**Description of the task:** Scan the material below for every line with the string "syncs", and copy those lines.

════════════════════

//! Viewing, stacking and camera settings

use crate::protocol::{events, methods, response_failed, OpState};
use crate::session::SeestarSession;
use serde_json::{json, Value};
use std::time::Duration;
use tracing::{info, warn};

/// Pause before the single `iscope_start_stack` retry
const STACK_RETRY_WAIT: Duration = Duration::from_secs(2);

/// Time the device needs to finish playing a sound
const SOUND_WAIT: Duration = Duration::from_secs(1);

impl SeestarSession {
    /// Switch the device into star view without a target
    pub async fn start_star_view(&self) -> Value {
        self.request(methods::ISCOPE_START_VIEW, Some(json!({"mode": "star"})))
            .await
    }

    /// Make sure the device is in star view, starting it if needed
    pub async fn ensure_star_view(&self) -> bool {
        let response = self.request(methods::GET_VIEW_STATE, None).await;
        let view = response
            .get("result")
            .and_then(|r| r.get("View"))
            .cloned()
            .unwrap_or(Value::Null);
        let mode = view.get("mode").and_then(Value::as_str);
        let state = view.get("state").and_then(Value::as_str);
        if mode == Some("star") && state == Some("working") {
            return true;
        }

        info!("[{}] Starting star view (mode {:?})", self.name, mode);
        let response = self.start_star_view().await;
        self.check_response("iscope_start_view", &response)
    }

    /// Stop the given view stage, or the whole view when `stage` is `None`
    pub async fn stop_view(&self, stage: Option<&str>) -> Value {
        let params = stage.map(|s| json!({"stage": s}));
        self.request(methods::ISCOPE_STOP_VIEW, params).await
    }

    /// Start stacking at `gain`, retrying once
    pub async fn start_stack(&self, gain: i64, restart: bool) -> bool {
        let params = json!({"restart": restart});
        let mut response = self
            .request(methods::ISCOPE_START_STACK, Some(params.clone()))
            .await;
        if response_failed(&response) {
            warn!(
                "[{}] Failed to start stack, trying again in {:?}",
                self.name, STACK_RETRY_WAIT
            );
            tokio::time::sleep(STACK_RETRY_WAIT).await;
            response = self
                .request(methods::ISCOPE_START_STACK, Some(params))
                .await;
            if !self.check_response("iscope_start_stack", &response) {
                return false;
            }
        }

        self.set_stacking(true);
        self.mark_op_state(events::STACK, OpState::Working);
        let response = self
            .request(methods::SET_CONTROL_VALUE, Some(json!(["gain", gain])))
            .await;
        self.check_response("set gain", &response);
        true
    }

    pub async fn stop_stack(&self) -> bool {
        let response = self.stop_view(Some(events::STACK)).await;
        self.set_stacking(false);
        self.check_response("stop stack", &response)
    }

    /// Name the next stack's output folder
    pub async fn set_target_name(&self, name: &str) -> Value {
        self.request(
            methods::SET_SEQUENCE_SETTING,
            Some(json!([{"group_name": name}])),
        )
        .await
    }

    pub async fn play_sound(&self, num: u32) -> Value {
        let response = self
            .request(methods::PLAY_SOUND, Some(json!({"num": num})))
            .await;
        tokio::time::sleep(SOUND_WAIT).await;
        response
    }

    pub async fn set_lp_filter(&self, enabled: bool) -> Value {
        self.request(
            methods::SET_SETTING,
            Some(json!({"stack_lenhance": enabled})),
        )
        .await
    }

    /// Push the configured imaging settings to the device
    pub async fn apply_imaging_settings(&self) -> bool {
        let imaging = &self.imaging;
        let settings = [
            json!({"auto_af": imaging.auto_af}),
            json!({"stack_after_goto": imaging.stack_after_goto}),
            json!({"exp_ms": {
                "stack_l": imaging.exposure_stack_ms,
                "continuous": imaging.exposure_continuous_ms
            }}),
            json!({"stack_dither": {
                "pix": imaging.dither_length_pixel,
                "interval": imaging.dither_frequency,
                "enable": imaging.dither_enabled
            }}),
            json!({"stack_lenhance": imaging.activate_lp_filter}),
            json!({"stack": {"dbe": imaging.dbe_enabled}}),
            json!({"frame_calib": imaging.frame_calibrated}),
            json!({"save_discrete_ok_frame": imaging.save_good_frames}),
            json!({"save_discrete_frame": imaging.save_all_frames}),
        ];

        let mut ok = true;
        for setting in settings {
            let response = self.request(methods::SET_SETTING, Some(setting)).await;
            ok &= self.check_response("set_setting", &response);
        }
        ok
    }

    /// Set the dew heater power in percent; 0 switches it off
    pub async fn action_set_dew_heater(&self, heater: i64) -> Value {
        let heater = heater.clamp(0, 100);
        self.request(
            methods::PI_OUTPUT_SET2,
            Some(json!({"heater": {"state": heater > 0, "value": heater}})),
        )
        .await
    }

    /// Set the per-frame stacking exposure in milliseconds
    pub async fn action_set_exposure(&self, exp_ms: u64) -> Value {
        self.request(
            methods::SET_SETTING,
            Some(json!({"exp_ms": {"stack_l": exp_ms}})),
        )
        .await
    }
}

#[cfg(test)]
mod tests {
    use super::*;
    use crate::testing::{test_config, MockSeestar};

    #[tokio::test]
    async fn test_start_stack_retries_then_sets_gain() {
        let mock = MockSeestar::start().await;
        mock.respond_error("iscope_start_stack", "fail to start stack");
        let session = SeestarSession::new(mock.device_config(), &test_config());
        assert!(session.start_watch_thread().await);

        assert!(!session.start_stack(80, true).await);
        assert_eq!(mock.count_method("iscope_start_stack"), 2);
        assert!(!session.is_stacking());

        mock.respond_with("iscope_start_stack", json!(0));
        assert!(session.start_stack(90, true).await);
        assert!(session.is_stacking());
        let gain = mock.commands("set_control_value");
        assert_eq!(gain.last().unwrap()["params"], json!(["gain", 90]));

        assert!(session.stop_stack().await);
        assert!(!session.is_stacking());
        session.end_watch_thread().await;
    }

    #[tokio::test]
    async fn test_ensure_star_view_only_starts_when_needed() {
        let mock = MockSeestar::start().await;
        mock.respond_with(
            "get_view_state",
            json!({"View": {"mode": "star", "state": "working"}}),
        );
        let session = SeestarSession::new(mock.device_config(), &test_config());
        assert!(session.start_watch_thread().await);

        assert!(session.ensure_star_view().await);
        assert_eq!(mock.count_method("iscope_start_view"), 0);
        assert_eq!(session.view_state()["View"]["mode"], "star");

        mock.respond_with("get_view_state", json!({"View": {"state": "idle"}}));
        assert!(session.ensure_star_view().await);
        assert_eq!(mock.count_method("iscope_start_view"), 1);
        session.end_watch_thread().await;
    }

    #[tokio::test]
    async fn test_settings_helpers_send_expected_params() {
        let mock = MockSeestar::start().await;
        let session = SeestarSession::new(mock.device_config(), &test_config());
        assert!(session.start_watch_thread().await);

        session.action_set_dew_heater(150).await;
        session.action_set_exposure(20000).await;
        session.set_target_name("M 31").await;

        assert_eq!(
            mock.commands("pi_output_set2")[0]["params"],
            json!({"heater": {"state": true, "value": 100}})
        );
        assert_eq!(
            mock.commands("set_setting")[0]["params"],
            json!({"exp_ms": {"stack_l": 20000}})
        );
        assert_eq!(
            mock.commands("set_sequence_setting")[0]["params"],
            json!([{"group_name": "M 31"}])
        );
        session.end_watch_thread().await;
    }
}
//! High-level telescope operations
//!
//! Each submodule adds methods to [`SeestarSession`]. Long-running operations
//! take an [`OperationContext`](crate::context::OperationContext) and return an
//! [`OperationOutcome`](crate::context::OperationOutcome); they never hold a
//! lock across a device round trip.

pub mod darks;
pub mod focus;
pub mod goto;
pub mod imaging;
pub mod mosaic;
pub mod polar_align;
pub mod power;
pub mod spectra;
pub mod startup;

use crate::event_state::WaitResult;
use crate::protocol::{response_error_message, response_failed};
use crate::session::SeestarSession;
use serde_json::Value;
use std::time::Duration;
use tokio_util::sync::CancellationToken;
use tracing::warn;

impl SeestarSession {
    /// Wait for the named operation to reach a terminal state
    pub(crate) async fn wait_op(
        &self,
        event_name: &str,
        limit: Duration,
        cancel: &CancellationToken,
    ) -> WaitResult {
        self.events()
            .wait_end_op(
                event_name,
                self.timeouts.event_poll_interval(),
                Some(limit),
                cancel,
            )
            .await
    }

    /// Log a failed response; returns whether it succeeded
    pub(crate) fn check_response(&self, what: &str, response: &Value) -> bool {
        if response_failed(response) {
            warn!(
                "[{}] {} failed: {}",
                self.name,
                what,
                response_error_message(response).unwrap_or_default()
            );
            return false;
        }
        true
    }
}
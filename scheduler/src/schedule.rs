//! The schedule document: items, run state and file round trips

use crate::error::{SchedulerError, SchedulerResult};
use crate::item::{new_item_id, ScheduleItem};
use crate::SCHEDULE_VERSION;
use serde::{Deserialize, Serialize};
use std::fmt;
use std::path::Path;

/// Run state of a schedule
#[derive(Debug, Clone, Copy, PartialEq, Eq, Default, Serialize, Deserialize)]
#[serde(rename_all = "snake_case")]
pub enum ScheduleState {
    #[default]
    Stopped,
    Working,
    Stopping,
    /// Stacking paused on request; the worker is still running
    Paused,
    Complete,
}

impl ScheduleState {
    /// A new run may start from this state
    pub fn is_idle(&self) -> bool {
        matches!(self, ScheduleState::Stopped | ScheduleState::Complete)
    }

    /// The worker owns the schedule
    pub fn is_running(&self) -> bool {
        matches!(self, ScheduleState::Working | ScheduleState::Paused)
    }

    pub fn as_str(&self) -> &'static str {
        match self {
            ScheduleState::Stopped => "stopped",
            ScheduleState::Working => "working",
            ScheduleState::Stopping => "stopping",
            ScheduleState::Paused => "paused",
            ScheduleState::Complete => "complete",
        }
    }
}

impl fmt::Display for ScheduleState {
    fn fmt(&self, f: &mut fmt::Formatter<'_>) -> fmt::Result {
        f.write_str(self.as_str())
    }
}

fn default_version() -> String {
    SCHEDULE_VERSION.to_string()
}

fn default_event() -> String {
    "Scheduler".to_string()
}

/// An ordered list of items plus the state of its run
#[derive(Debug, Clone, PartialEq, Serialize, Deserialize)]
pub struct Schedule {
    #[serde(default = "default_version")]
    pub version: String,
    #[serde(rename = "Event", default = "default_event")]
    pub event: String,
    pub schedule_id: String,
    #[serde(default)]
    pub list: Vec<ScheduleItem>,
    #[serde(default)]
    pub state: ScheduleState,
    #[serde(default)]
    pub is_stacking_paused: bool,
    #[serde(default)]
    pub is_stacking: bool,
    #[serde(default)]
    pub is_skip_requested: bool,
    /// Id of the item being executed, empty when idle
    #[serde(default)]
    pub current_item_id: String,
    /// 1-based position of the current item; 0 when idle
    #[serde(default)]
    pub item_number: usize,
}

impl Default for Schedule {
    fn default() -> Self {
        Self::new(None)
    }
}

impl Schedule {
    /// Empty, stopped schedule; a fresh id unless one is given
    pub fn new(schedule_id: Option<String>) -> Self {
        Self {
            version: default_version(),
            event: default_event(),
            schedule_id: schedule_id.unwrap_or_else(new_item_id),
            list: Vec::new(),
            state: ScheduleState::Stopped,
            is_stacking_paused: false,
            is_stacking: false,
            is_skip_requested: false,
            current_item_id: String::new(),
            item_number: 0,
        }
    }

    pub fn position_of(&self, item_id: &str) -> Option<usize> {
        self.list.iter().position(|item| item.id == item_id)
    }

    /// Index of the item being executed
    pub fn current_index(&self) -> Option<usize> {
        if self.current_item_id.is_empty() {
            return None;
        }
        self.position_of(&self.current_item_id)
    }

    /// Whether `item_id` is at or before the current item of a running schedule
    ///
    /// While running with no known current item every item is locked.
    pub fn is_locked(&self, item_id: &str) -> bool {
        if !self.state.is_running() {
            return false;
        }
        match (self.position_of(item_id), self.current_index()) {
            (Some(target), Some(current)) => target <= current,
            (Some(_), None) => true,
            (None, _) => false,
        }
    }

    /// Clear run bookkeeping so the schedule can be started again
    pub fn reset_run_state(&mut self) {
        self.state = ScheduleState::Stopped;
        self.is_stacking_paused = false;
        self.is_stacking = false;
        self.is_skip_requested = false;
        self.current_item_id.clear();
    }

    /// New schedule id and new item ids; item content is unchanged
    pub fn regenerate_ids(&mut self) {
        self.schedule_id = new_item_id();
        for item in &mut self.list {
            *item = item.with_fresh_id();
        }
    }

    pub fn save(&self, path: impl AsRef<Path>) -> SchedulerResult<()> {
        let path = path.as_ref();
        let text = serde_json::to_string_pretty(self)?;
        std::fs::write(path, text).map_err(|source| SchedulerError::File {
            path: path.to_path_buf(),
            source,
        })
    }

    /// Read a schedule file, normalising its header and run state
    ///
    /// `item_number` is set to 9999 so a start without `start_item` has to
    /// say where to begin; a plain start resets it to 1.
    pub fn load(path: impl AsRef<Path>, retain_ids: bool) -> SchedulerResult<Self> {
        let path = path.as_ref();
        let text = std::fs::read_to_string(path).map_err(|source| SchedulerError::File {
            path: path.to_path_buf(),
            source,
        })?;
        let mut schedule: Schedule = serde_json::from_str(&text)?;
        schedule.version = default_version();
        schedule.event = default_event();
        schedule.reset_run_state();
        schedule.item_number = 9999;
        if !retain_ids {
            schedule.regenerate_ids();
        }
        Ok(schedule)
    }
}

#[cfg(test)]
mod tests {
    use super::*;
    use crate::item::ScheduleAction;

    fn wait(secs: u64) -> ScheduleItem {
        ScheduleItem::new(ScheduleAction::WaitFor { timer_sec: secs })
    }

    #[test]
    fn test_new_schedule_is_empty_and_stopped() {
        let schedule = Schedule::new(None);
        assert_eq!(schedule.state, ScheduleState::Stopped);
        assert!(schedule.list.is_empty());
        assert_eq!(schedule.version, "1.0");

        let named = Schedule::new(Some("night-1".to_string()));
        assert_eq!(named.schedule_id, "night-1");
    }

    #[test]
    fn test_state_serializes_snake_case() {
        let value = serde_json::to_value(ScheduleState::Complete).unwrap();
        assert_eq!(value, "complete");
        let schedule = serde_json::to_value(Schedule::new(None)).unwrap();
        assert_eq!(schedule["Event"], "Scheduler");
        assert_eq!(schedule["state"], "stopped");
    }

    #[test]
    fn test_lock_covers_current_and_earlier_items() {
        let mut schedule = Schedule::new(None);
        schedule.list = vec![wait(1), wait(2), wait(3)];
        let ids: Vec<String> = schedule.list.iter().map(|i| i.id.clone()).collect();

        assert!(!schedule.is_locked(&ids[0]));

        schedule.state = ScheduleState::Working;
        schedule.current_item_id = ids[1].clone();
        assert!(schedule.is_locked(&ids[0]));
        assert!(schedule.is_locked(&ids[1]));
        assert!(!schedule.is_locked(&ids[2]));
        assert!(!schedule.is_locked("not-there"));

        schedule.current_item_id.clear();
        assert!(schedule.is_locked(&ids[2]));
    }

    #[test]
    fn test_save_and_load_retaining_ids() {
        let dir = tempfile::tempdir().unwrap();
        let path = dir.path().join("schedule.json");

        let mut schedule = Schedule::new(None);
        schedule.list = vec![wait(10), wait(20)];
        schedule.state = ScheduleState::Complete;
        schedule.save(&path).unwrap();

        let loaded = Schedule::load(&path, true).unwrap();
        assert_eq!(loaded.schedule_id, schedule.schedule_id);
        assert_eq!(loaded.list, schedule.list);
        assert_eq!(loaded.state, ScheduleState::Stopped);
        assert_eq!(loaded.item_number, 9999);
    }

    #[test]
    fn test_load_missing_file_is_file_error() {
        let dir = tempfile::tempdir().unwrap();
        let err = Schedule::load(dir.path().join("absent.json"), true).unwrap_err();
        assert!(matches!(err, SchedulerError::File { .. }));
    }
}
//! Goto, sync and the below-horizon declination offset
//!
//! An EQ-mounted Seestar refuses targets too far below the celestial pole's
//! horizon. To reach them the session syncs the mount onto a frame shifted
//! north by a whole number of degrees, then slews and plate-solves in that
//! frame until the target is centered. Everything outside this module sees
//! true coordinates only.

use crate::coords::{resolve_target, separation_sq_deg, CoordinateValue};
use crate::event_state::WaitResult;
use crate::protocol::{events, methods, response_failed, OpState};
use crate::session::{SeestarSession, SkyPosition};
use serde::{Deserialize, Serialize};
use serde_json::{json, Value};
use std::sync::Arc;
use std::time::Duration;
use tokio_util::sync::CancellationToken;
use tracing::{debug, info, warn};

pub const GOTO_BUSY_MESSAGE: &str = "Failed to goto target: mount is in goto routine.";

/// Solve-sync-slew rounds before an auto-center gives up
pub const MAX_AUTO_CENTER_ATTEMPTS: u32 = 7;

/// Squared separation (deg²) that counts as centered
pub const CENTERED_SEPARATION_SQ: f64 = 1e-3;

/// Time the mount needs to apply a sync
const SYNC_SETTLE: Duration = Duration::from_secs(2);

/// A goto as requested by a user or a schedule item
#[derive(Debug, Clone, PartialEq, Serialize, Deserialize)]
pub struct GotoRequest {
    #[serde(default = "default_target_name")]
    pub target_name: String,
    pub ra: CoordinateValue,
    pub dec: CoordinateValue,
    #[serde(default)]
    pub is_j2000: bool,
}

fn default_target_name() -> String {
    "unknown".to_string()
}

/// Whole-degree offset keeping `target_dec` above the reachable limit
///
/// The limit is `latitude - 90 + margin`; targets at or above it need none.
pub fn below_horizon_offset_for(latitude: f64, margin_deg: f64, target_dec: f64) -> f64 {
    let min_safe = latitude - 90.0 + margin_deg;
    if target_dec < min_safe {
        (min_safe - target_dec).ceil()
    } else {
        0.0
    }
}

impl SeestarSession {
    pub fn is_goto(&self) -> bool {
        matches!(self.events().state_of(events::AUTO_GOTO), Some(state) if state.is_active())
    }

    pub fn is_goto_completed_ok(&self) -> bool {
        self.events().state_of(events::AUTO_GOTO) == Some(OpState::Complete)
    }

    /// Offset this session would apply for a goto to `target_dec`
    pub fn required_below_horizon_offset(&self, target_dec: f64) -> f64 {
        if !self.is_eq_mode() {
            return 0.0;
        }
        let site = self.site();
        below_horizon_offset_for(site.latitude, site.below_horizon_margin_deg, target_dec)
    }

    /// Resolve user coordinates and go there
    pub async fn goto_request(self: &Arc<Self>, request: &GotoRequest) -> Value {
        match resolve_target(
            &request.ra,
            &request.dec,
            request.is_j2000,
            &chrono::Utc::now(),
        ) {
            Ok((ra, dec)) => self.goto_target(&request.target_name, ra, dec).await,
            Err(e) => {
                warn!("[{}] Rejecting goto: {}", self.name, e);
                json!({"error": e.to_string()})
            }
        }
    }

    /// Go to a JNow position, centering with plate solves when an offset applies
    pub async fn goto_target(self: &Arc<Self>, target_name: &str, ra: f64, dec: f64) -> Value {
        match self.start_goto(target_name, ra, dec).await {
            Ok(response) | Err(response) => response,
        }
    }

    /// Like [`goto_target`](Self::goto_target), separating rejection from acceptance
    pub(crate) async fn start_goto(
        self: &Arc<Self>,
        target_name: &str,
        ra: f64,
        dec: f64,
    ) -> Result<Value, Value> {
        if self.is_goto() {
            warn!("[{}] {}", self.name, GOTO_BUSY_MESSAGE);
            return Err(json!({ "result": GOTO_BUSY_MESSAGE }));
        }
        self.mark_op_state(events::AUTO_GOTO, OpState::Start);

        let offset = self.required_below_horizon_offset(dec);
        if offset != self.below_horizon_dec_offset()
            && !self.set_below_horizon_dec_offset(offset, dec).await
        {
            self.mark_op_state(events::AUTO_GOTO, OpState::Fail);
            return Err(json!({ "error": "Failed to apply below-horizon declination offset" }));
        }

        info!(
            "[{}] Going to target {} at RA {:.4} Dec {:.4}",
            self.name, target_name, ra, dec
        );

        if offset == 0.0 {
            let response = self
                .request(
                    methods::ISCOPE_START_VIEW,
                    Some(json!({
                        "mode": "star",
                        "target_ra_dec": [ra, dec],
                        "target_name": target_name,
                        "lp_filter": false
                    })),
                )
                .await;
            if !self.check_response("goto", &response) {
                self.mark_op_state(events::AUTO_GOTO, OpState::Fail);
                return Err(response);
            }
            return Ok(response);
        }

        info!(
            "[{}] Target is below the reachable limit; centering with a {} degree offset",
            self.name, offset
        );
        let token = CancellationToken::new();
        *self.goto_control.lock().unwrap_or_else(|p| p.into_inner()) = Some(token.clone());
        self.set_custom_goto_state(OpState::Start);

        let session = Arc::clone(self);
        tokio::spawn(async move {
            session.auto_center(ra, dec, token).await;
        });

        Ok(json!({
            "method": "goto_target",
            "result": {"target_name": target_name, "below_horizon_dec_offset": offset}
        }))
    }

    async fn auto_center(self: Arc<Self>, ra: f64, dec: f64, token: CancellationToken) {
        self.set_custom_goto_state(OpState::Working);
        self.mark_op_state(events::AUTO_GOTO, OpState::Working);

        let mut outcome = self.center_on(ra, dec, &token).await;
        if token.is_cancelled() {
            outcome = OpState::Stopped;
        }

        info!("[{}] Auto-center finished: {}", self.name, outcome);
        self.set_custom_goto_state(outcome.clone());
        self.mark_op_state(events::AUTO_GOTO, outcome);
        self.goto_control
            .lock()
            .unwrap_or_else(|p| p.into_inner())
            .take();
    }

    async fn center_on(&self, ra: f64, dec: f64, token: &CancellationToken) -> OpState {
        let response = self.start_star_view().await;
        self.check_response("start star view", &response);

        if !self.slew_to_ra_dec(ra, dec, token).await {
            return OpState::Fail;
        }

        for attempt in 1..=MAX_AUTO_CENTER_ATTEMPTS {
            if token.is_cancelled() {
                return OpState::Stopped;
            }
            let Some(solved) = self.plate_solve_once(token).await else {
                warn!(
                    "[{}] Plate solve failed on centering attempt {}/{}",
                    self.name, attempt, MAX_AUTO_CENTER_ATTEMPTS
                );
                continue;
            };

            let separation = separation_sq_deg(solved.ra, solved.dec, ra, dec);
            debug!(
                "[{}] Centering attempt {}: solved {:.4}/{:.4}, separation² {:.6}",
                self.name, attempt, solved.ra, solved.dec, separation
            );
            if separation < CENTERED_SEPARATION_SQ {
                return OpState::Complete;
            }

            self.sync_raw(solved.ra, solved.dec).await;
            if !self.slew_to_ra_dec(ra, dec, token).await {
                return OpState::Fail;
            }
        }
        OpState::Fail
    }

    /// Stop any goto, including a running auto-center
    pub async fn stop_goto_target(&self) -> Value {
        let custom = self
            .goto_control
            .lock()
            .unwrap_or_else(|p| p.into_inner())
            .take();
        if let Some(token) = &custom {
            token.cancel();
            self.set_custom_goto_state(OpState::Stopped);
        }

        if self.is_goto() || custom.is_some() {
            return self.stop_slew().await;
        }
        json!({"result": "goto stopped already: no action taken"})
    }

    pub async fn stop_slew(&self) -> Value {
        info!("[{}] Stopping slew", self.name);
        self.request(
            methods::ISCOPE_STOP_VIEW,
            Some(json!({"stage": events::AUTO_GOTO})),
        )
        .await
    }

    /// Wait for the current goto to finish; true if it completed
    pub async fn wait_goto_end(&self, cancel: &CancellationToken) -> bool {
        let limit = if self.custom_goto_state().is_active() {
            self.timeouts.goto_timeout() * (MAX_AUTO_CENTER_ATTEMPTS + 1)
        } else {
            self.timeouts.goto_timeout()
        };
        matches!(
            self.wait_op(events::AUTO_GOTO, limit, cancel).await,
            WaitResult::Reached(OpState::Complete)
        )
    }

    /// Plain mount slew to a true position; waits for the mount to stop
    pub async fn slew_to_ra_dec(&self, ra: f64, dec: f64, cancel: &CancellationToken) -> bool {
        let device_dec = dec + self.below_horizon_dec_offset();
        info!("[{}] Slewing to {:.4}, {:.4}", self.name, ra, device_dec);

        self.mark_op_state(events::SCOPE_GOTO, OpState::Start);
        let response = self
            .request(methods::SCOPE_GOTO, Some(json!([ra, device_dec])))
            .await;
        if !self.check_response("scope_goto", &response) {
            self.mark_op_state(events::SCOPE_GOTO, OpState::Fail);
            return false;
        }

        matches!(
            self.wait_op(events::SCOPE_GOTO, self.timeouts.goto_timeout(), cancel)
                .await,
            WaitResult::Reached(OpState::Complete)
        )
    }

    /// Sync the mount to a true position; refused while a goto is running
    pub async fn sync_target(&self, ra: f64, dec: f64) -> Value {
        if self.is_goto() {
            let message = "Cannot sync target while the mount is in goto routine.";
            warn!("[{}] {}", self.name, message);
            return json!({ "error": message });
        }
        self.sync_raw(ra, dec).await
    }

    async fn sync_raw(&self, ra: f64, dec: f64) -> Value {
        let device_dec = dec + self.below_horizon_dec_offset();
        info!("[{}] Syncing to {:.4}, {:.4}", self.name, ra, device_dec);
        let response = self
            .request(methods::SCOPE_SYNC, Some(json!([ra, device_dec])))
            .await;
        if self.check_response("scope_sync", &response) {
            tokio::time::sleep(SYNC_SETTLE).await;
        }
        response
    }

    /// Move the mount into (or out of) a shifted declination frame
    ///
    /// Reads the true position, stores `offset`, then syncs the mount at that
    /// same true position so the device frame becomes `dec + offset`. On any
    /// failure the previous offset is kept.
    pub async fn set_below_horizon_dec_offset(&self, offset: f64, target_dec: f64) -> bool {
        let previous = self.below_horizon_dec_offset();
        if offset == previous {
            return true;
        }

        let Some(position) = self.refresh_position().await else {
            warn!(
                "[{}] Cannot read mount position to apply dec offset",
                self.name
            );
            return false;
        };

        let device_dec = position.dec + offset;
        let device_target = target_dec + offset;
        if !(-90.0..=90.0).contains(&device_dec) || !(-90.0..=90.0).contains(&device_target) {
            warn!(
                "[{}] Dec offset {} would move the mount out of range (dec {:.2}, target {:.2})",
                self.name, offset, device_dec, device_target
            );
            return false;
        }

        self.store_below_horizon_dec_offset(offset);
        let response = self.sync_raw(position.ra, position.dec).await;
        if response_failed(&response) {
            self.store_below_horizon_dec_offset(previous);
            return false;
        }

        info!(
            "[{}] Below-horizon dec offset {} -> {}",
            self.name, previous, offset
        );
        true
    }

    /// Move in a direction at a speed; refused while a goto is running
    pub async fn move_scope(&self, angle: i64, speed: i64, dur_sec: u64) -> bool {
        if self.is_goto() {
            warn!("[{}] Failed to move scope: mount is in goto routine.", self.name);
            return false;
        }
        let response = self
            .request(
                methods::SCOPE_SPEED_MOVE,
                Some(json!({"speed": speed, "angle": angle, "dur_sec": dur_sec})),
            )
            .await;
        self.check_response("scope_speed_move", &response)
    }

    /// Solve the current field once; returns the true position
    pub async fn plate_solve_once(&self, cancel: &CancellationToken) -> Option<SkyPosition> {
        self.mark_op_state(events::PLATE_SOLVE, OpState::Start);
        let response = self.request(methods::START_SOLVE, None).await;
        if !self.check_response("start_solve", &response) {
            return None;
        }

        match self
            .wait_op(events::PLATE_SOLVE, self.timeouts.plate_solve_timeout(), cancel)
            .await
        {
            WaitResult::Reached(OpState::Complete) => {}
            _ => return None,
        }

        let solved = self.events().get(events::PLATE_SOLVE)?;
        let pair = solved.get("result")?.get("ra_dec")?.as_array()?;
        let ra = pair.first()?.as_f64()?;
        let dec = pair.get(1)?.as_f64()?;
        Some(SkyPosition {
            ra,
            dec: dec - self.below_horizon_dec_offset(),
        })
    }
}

════════════════════

**Your solution:**
//! horizon. To reach them the session syncs the mount onto a frame shifted
    /// Reads the true position, stores `offset`, then syncs the mount at that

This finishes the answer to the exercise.